Normally you'd have to retrieve the model artifacts for your specific training jobs, but in this case we just make copies of the trained model artifact as an example for setup.

In [None]:
model_artifacts = xgb_train.model_data
model_artifacts

In [None]:
!aws s3 cp {model_artifacts} model.tar.gz

In [None]:
!tar -xf model.tar.gz #untar the trained model.tar.gz

In [None]:
!rm model.tar.gz #remove tarball we will create a new one will all model artifacts

In [None]:
!mkdir models #store the model artifacts in this local directory

In [None]:
import shutil

#make a 100 copies of the xgboost model for our new tar ball, we can change this to the number of models we are expecting
for i in range(100):
    shutil.copy2('xgboost-model', 'models/xgboost-model-{}'.format(i))

In [None]:
!ls models #list out all models in the directory to verify 100 copies

In [None]:
!tar -czvf model.tar.gz -C models . #create new tarball with all the model artifacts

### Create SageMaker Model Object

In [None]:
from sagemaker.xgboost import XGBoostModel
import subprocess
import boto3
import sagemaker
from sagemaker.estimator import Estimator

boto_session = boto3.session.Session()
region = boto_session.region_name

sagemaker_session = sagemaker.Session()
role= sagemaker.get_execution_role()

In [None]:
model_url = sagemaker_session.upload_data(
    path="model.tar.gz", key_prefix="xgboost-multiple-models-tuning"
)

In [None]:
print("Your model artifacts are store here: {}".format(model_url))

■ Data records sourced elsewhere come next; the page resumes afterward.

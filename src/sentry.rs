//! Motion sentry: the event loop context.
//!
//! A `Sentry` owns the classifier, the armed/disarmed state machine and the
//! three actions. Each serial line goes through `process_line`; a motion
//! start while disarmed runs capture, optional analysis and notification in
//! order, synchronously, before the next line is read.

use anyhow::{anyhow, Result};
use std::sync::atomic::{AtomicBool, Ordering};
use std::time::Duration;

use crate::analysis::{AnalysisResult, Analyzer};
use crate::capture::{CaptureAction, CapturedImage, StillCamera};
use crate::config::{DetectorKind, MotionConfig};
use crate::detect::{DetectorBackend, StubBackend};
use crate::event::{EventClassifier, MotionEvent};
use crate::ingest::{LineSource, ReadLine};
use crate::machine::{MotionStateMachine, Transition};
use crate::notify::{Notification, Notifier, NotifySettings, NtfyNotifier};

const READ_ERROR_BACKOFF: Duration = Duration::from_secs(1);

/// What happened to one line.
#[derive(Clone, Debug, PartialEq)]
pub enum LineOutcome {
    /// Dropped before classification (strict protocol line noise).
    Noise,
    /// Classified but caused no transition.
    Ignored(MotionEvent),
    /// Motion start while already armed.
    Debounced,
    /// Motion ended; the sentry is ready for the next trigger.
    Rearmed,
    /// Motion start while disarmed; the action sequence ran.
    Dispatched(DispatchReport),
}

/// Result of one capture -> analyze -> notify sequence.
#[derive(Clone, Debug, Default, PartialEq)]
pub struct DispatchReport {
    pub image: Option<CapturedImage>,
    pub capture_error: Option<String>,
    pub analysis: Option<AnalysisResult>,
    pub notification: Option<Notification>,
    pub notify_error: Option<String>,
}

impl DispatchReport {
    pub fn notified(&self) -> bool {
        self.notification.is_some() && self.notify_error.is_none()
    }
}

/// Counters reported when the loop exits.
#[derive(Clone, Copy, Debug, Default, PartialEq, Eq)]
pub struct RunStats {
    pub lines: u64,
    pub triggers: u64,
    pub notifications_sent: u64,
    pub failures: u64,
}

pub struct Sentry {
    classifier: EventClassifier,
    machine: MotionStateMachine,
    camera: Box<dyn CaptureAction>,
    analyzer: Option<Analyzer>,
    notifier: Box<dyn Notifier>,
    notify_settings: NotifySettings,
    stats: RunStats,
}

impl Sentry {
    pub fn new(
        classifier: EventClassifier,
        camera: Box<dyn CaptureAction>,
        notifier: Box<dyn Notifier>,
        notify_settings: NotifySettings,
    ) -> Self {
        Self {
            classifier,
            machine: MotionStateMachine::new(),
            camera,
            analyzer: None,
            notifier,
            notify_settings,
            stats: RunStats::default(),
        }
    }

    pub fn with_analyzer(mut self, analyzer: Analyzer) -> Self {
        self.analyzer = Some(analyzer);
        self
    }

    /// Builds a sentry with the still camera, the ntfy notifier and, when
    /// enabled, the configured detector backend.
    pub fn from_config(cfg: &MotionConfig) -> Result<Self> {
        let classifier =
            EventClassifier::new(cfg.protocol.strategy, cfg.protocol.keywords.clone())?;
        let camera = StillCamera::new(cfg.capture.clone())?;
        let notifier = NtfyNotifier::new(&cfg.notify);
        let sentry = Self::new(
            classifier,
            Box::new(camera),
            Box::new(notifier),
            cfg.notify.clone(),
        );
        if !cfg.analysis.enabled {
            return Ok(sentry);
        }

        let mut analyzer = Analyzer::new(build_backend(cfg)?, cfg.analysis.settings.clone());
        analyzer.warm_up()?;
        log::info!("analysis backend {} ready", analyzer.backend_name());
        Ok(sentry.with_analyzer(analyzer))
    }

    pub fn is_armed(&self) -> bool {
        self.machine.is_armed()
    }

    pub fn has_analyzer(&self) -> bool {
        self.analyzer.is_some()
    }

    pub fn stats(&self) -> RunStats {
        self.stats
    }

    /// Classifies one raw line and applies it.
    pub fn process_line(&mut self, line: &str) -> LineOutcome {
        self.stats.lines += 1;
        if self.classifier.is_noise(line) {
            return LineOutcome::Noise;
        }
        log::debug!("received (raw): {}", line);

        let event = self.classifier.classify(line);
        match self.machine.handle(event) {
            Transition::Triggered => {
                log::info!("motion trigger detected");
                self.stats.triggers += 1;
                LineOutcome::Dispatched(self.dispatch())
            }
            Transition::Rearmed => {
                log::info!("motion ended - system re-armed");
                LineOutcome::Rearmed
            }
            Transition::Debounced => {
                log::debug!("motion start while armed; ignored");
                LineOutcome::Debounced
            }
            Transition::Ignored => {
                if event == MotionEvent::Unknown {
                    log::debug!("unrecognised line: {}", line);
                }
                LineOutcome::Ignored(event)
            }
        }
    }

    fn dispatch(&mut self) -> DispatchReport {
        let mut report = DispatchReport::default();

        let image = match self.camera.capture() {
            Ok(image) => image,
            Err(e) => {
                log::error!("camera error: {:#}", e);
                self.stats.failures += 1;
                report.capture_error = Some(format!("{:#}", e));
                return report;
            }
        };
        log::info!("image saved to {}", image.path.display());

        let analysis = self
            .analyzer
            .as_mut()
            .map(|analyzer| analyzer.analyze(&image.path));

        let notification =
            Notification::for_capture(&image, analysis.as_ref(), &self.notify_settings);
        log::info!("sending notification: {}", notification.title);
        match self.notifier.send(&notification) {
            Ok(()) => {
                self.stats.notifications_sent += 1;
                log::info!("notification sent");
            }
            Err(e) => {
                self.stats.failures += 1;
                log::error!("notification error: {:#}", e);
                report.notify_error = Some(format!("{:#}", e));
            }
        }

        report.image = Some(image);
        report.analysis = analysis;
        report.notification = Some(notification);
        report
    }

    /// Reads lines until the source closes or `shutdown` is set.
    ///
    /// Read errors are logged and retried after a short pause; they never
    /// end the loop.
    pub fn run<S: LineSource + ?Sized>(
        &mut self,
        source: &mut S,
        shutdown: &AtomicBool,
    ) -> Result<RunStats> {
        log::info!("listening for motion events on {}", source.describe());
        while !shutdown.load(Ordering::SeqCst) {
            match source.read_line() {
                Ok(ReadLine::Line(line)) => {
                    self.process_line(&line);
                }
                Ok(ReadLine::Idle) => {}
                Ok(ReadLine::Closed) => {
                    log::info!("{} closed", source.describe());
                    break;
                }
                Err(e) => {
                    log::error!("read error: {:#}", e);
                    self.stats.failures += 1;
                    std::thread::sleep(READ_ERROR_BACKOFF);
                }
            }
        }
        Ok(self.stats)
    }
}

fn build_backend(cfg: &MotionConfig) -> Result<Box<dyn DetectorBackend>> {
    match cfg.analysis.backend {
        DetectorKind::Stub => {
            log::warn!("analysis uses the stub backend; every image reports no objects");
            Ok(Box::new(StubBackend::new()))
        }
        DetectorKind::Tract => build_tract_backend(cfg),
    }
}

#[cfg(feature = "backend-tract")]
fn build_tract_backend(cfg: &MotionConfig) -> Result<Box<dyn DetectorBackend>> {
    let model_path = cfg
        .analysis
        .model_path
        .as_deref()
        .ok_or_else(|| anyhow!("analysis.model_path is required for the tract backend"))?;
    let backend = crate::detect::TractBackend::new(model_path, cfg.analysis.input_size)?;
    Ok(Box::new(backend))
}

#[cfg(not(feature = "backend-tract"))]
fn build_tract_backend(_cfg: &MotionConfig) -> Result<Box<dyn DetectorBackend>> {
    Err(anyhow!(
        "analysis backend 'tract' requires building with --features backend-tract"
    ))
}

### SageMaker Endpoint Creation

#### Untuned Endpoint Creation

Default container settings nothing adjusted for this endpoint.

In [None]:
xgb_estimator_untuned = XGBoostModel(model_data = model_url,
                       entry_point= 'inference.py',
                       role=role,
                       framework_version='1.0-1')

In [None]:
import time
from time import gmtime, strftime
endpoint_name = 'xgboost-untuned' + strftime("%Y-%m-%d-%H-%M-%S", gmtime())
xgb_estimator_untuned.deploy(instance_type="ml.c5.2xlarge", initial_instance_count=1, endpoint_name = endpoint_name)

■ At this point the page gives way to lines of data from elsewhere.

//! Serial token classification.
//!
//! The motion sensor speaks a line protocol over a serial link. Two matching
//! strategies are supported:
//!
//! - `Fragment`: case-insensitive substring match against start/end fragment
//!   sets. This tolerates a noisy channel where tokens arrive corrupted
//!   (e.g. `MOTION_STARTED` arriving as `MOOINSARTD`).
//! - `Exact`: lines must carry a reserved prefix and equal a reserved token.
//!   Anything without the prefix is line noise and dropped quietly.

use anyhow::{anyhow, Result};
use serde::Deserialize;

pub const DEFAULT_START_FRAGMENTS: &[&str] = &["STARTED", "OINSA", "OINT"];
pub const DEFAULT_END_FRAGMENTS: &[&str] = &["ENDED", "MTO_NE", "OINE"];

pub const DEFAULT_EVENT_PREFIX: &str = "EVENT:";
pub const DEFAULT_START_TOKEN: &str = "EVENT:MOTION_STARTED";
pub const DEFAULT_END_TOKEN: &str = "EVENT:MOTION_ENDED";

/// Motion event decoded from one serial line.
#[derive(Clone, Copy, Debug, PartialEq, Eq)]
pub enum MotionEvent {
    Started,
    Ended,
    Unknown,
}

/// How raw lines are matched against the keyword table.
#[derive(Clone, Copy, Debug, PartialEq, Eq, Deserialize)]
#[serde(rename_all = "snake_case")]
pub enum MatchStrategy {
    Exact,
    Fragment,
}

impl MatchStrategy {
    pub fn from_str(value: &str) -> Result<Self> {
        match value.trim().to_ascii_lowercase().as_str() {
            "exact" | "strict" => Ok(Self::Exact),
            "fragment" | "fuzzy" => Ok(Self::Fragment),
            other => Err(anyhow!(
                "unknown protocol '{}'; expected 'exact' or 'fragment'",
                other
            )),
        }
    }

    pub fn as_str(&self) -> &'static str {
        match self {
            Self::Exact => "exact",
            Self::Fragment => "fragment",
        }
    }
}

/// Keyword table consulted by the classifier.
#[derive(Clone, Debug, PartialEq, Eq)]
pub struct KeywordTable {
    pub start: Vec<String>,
    pub end: Vec<String>,
    /// Reserved prefix for `Exact`. Ignored by `Fragment`.
    pub prefix: String,
}

impl KeywordTable {
    pub fn defaults_for(strategy: MatchStrategy) -> Self {
        match strategy {
            MatchStrategy::Fragment => Self {
                start: to_owned(DEFAULT_START_FRAGMENTS),
                end: to_owned(DEFAULT_END_FRAGMENTS),
                prefix: String::new(),
            },
            MatchStrategy::Exact => Self {
                start: vec![DEFAULT_START_TOKEN.to_string()],
                end: vec![DEFAULT_END_TOKEN.to_string()],
                prefix: DEFAULT_EVENT_PREFIX.to_string(),
            },
        }
    }

    pub fn validate(&self) -> Result<()> {
        if self.start.is_empty() || self.end.is_empty() {
            return Err(anyhow!("keyword table needs at least one start and one end token"));
        }
        if self
            .start
            .iter()
            .chain(self.end.iter())
            .any(|token| token.trim().is_empty())
        {
            return Err(anyhow!("keyword table contains an empty token"));
        }
        Ok(())
    }
}

fn to_owned(values: &[&str]) -> Vec<String> {
    values.iter().map(|value| value.to_string()).collect()
}

/// Maps raw serial lines to motion events.
#[derive(Clone, Debug)]
pub struct EventClassifier {
    strategy: MatchStrategy,
    keywords: KeywordTable,
}

impl EventClassifier {
    pub fn new(strategy: MatchStrategy, keywords: KeywordTable) -> Result<Self> {
        keywords.validate()?;
        let keywords = match strategy {
            // Fragment matching compares upper-cased text on both sides.
            MatchStrategy::Fragment => KeywordTable {
                start: keywords.start.iter().map(|k| k.to_uppercase()).collect(),
                end: keywords.end.iter().map(|k| k.to_uppercase()).collect(),
                prefix: keywords.prefix,
            },
            MatchStrategy::Exact => keywords,
        };
        Ok(Self { strategy, keywords })
    }

    pub fn with_defaults(strategy: MatchStrategy) -> Self {
        Self {
            strategy,
            keywords: KeywordTable::defaults_for(strategy),
        }
    }

    /// Returns true when the line is line noise under the strict protocol.
    ///
    /// Noise is dropped without being surfaced.
    pub fn is_noise(&self, line: &str) -> bool {
        let line = line.trim();
        match self.strategy {
            MatchStrategy::Exact => !line.starts_with(&self.keywords.prefix),
            MatchStrategy::Fragment => line.is_empty(),
        }
    }

    pub fn classify(&self, line: &str) -> MotionEvent {
        let line = line.trim();
        if line.is_empty() {
            return MotionEvent::Unknown;
        }
        match self.strategy {
            MatchStrategy::Exact => {
                if !line.starts_with(&self.keywords.prefix) {
                    return MotionEvent::Unknown;
                }
                if self.keywords.start.iter().any(|token| token == line) {
                    MotionEvent::Started
                } else if self.keywords.end.iter().any(|token| token == line) {
                    MotionEvent::Ended
                } else {
                    MotionEvent::Unknown
                }
            }
            MatchStrategy::Fragment => {
                let upper = line.to_uppercase();
                let started = self
                    .keywords
                    .start
                    .iter()
                    .any(|fragment| upper.contains(fragment.as_str()));
                let ended = self
                    .keywords
                    .end
                    .iter()
                    .any(|fragment| upper.contains(fragment.as_str()));
                match (started, ended) {
                    (true, false) => MotionEvent::Started,
                    (false, true) => MotionEvent::Ended,
                    _ => MotionEvent::Unknown,
                }
            }
        }
    }
}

#### Tuned Endpoint Creation

In [None]:
xgb_estimator_tuned = XGBoostModel(model_data = model_url,
                             entry_point= "inference.py",
                             role=role,
                             framework_version='1.0-1',
                             env = {"OMP_NUM_THREADS": '1', "SAGEMAKER_NUM_MODEL_WORKERS": '2'})

In [None]:
endpoint_name_tuned = 'xgboost-tuned' + strftime("%Y-%m-%d-%H-%M-%S", gmtime())
xgb_estimator_tuned.deploy(instance_type="ml.c5.2xlarge", initial_instance_count=1, endpoint_name = endpoint_name_tuned)

### Sample Inference

In [None]:
import boto3
smr = boto3.client('sagemaker-runtime') #client for inference

In [None]:
untuned_endpoint_name = "xgboost-untuned2023-03-07-03-02-56"
tuned_endpoint_name = "xgboost-tuned2023-03-07-03-16-37"

In [None]:
import json
content_type = "application/json"
inpPayload = b'.345,0.224414,.131102,0.042329,.279923,-0.110329,-0.099358,0.0'
request_body = {"input": inpPayload.decode("utf-8"), 
               "models": ['xgboost-model-0', 'xgboost-model-93', 'xgboost-model-69', 'xgboost-model-50',
                         'xgboost-model-51', 'xgboost-model-52', 'xgboost-model-53', 'xgboost-model-54',
                         'xgboost-model-55']}

#Serialize data for endpoint
data = json.loads(json.dumps(request_body))
payload = json.dumps(data)
payload

In [None]:
response = smr.invoke_endpoint(
    EndpointName=untuned_endpoint_name,
    ContentType="application/json",
    Body=payload)

#Parse results
result = json.loads(response['Body'].read().decode())
result

In [None]:
response = smr.invoke_endpoint(
    EndpointName=tuned_endpoint_name,
    ContentType="application/json",
    Body=payload)

#Parse results
result = json.loads(response['Body'].read().decode())
result

### Sequential Test

In [None]:
import numpy as np 
import datetime
import math
import time
import matplotlib.pyplot as plt
import random

total_runs = 500

client_times = []
errors_list = []

errors = 0

cw_start = datetime.datetime.utcnow()

content_type = "application/json" 

for _ in range(total_runs):
    client_start = time.time()
    response = smr.invoke_endpoint(
        EndpointName=untuned_endpoint_name,
        ContentType=content_type,
        Body=payload)
    client_end = time.time()
    client_times.append((client_end - client_start)*1000)
    
cw_end = datetime.datetime.utcnow()    

cw_duration = cw_end - cw_start 
duration_in_s = cw_duration.total_seconds() 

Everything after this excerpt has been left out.